Former Met Deputy Commissioner Albert Laugharne said that, while head of Lancashire police, he had been asked by a DPP officer to lie about allegations involving the late Lib Dem MP Cyril Smith, later unmasked as a paedophile.

A surveillance operation that unmasked Leon Brittan’s links to child sex abuse is also said to have been shut down by Met detectives.

The Sunday Mirror revealed last year how the former Home Secretary was snapped by officers during a 1986 investigation into rent boy orgies run in North London buildings.

But the day before swoops on alleged suspects were due to be carried out, officers on Operation Orchid were told it had been disbanded.

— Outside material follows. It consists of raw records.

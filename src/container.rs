// Thin wrapper around the `docker` CLI: image existence checks, builds, and
// running/terminating client containers. The container engine itself is an
// external collaborator; this module only shells out to it.

use std::path::Path;
use std::process::Stdio;
use std::time::Duration;

use tokio::io::AsyncWriteExt;
use tokio::process::{Child, Command};
use tracing::{debug, info, warn};

use crate::error::{ArenaError, TransientError};

pub fn image_tag(submission_id: i64) -> String {
    format!("submission_{submission_id}")
}

/// True if an image with this tag already exists locally.
pub async fn image_exists(tag: &str) -> Result<bool, ArenaError> {
    let output = Command::new("docker")
        .args(["image", "inspect", tag])
        .stdout(Stdio::null())
        .stderr(Stdio::null())
        .status()
        .await
        .map_err(TransientError::from)?;
    Ok(output.success())
}

/// Build an image from `context_dir`, teeing combined stdout+stderr to
/// `log_path`. Returns an error only if the process could not be spawned;
/// callers check `image_exists` afterwards to decide success.
pub async fn build_image(tag: &str, context_dir: &Path, log_path: &Path) -> Result<(), ArenaError> {
    info!(tag, dir = %context_dir.display(), "building submission image");
    let output = Command::new("docker")
        .args(["build", "-t", tag, "."])
        .current_dir(context_dir)
        .output()
        .await
        .map_err(TransientError::from)?;

    let mut combined = output.stdout;
    combined.extend_from_slice(&output.stderr);
    tokio::fs::write(log_path, &combined)
        .await
        .map_err(|e| ArenaError::Transient(TransientError::from(e)))?;

    if !output.status.success() {
        warn!(tag, "docker build exited with failure status");
    }
    Ok(())
}

/// Parameters for launching one side of a match.
pub struct RunSpec<'a> {
    pub container_name: &'a str,
    pub image_tag: &'a str,
    pub cpu: &'a str,
    pub ram: &'a str,
    pub args: Vec<String>,
    pub stdout_path: &'a Path,
}

/// A running client container; dropping this does NOT stop the container —
/// callers must call `terminate_and_wait` on every exit path.
pub struct RunningContainer {
    pub name: String,
    child: Option<Child>,
    log_file: Option<tokio::fs::File>,
}

pub async fn run_client(spec: RunSpec<'_>) -> Result<RunningContainer, ArenaError> {
    let log_file = tokio::fs::File::create(spec.stdout_path)
        .await
        .map_err(|e| ArenaError::Transient(TransientError::from(e)))?;
    let std_file = log_file
        .try_clone()
        .await
        .map_err(|e| ArenaError::Transient(TransientError::from(e)))?
        .into_std()
        .await;
    let stdout_handle = std_file.try_clone().map_err(|e| ArenaError::Transient(TransientError::from(e)))?;
    let stderr_handle = std_file;

    let mut command = Command::new("docker");
    command
        .arg("run")
        .arg("--rm")
        .arg("--name")
        .arg(spec.container_name)
        .arg("--network")
        .arg("host")
        .arg("--memory-swap")
        .arg(spec.ram)
        .arg("--memory")
        .arg(spec.ram)
        .arg("--cpus")
        .arg(spec.cpu)
        .arg(spec.image_tag)
        .args(&spec.args)
        .stdout(Stdio::from(stdout_handle))
        .stderr(Stdio::from(stderr_handle));

    // Detach into its own process group so signals sent to the runner
    // (e.g. Ctrl-C) are not propagated to the docker client process.
    #[cfg(unix)]
    command.process_group(0);

    debug!(name = spec.container_name, "launching client container");
    let child = command.spawn().map_err(TransientError::from)?;

    Ok(RunningContainer {
        name: spec.container_name.to_string(),
        child: Some(child),
        log_file: Some(log_file),
    })
}

impl RunningContainer {
    /// Non-blocking check of whether the process has exited.
    pub fn try_wait(&mut self) -> Result<Option<std::process::ExitStatus>, ArenaError> {
        match &mut self.child {
            Some(child) => child.try_wait().map_err(|e| ArenaError::Transient(TransientError::from(e))),
            None => Ok(None),
        }
    }

    /// Send a terminate signal to the container (docker stop), wait a short
    /// grace period, then make sure the process handle and log file are
    /// released. Safe to call more than once and on an already-exited child.
    pub async fn terminate_and_wait(&mut self, grace: Duration) {
        let _ = Command::new("docker")
            .args(["stop", "--time", &grace.as_secs().to_string(), &self.name])
            .stdout(Stdio::null())
            .stderr(Stdio::null())
            .status()
            .await;

        if let Some(mut child) = self.child.take() {
            match tokio::time::timeout(grace, child.wait()).await {
                Ok(_) => {}
                Err(_) => {
                    warn!(name = self.name, "container did not stop within grace period, killing");
                    let _ = child.kill().await;
                    let _ = child.wait().await;
                }
            }
        }

        if let Some(mut file) = self.log_file.take() {
            let _ = file.flush().await;
        }
    }
}

#[cfg(test)]
mod tests {
    use super::*;

    #[test]
    fn test_image_tag_format() {
        assert_eq!(image_tag(42), "submission_42");
    }
}
//! Optional upstream call made by `/ping` after the injected delay.

use std::time::Duration;

use crate::config::UpstreamConfig;

#[derive(Debug, Clone)]
pub struct Upstream {
    client: reqwest::Client,
    url: String,
}

impl Upstream {
    /// Build the upstream client, or `None` when no URL is configured.
    pub fn from_config(config: &UpstreamConfig) -> Result<Option<Self>, reqwest::Error> {
        let Some(url) = config.url.clone() else {
            return Ok(None);
        };
        let client = reqwest::Client::builder()
            .connect_timeout(Duration::from_millis(config.connect_timeout_ms))
            .build()?;
        Ok(Some(Self { client, url }))
    }

    pub fn url(&self) -> &str {
        &self.url
    }

    /// GET the upstream and return its body. Non-2xx statuses are errors.
    pub async fn fetch(&self) -> Result<String, reqwest::Error> {
        self.client
            .get(&self.url)
            .send()
            .await?
            .error_for_status()?
            .text()
            .await
    }
}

Smith and top judges were also believed to have been photographed entering the underage sex dens. Sources claim up to 16 high profile figures were due to be arrested.

Leon Brittan was under investigation by the Met over sex abuse allegations at the time of his death in January this year. However, in October, the CPS said they had not found enough evidence to prosecute.

In 2013, police investigating allegations of a child paedophile network seized a list naming top politicians, members of the Royal household and a world-renowned pop star.

They were allegedly visitors to a bed and breakfast guest house which operated as a brothel where youngsters were abused at gay sex parties.

The names were recorded on a handwritten note found by police at the North London home of child protection worker Mary Moss during a raid.

She had initially declined to co-operate with the investigation.

Documents and a laptop were seized and Ms Moss later handed over other 19 files she had put in a neighbour’s shed.

The papers include a list of men who went to sex parties in the 1980s at the Elm Guest House, in Barnes, south west London.

Among them were two former Conservative Cabinet ministers, four other senior Tories, a Labour MP, a prominent Irish republican and a leading National Front member.

The note also allegedly names two members of the royal household – one a former Buckingham Palace employee – plus the owner of a multinational company and two pop stars.

In Government documents released in July this year, Leon Brittan was one of four senior Westminster figures named in connection to child sexual abuse.

Along with Brittan, the former British diplomat Sir Peter Hayman, and former ministers William van Straubenzee and Peter Morrison were named in the secret government files.

It was reported that Brittan and Hayman were among the suspects who were involved in an alleged Westminster paedophile ring operating in the 1980s, according to an investigation by the Australian current affairs programme 60 Minutes entitled Spies, Lords and Predators.

One victim accused Brittan of regularly abusing children at the Dolphin Square apartment block in Pimlico.

The victim told 60 Minutes that Brittan liked boys to dress in women’s underwear before abusing them.

The fact that a paedophile ring had been operating within the British Establishment first emerged in an investigation by campaigning Tory politician Geoffrey Dickens.

In November 1983, the MP for Littleborough and Saddleworth sent a 40-page document to then Home Secretary Leon Brittan detailing alleged VIP child abusers, including Cyril Smith and other senior politicians.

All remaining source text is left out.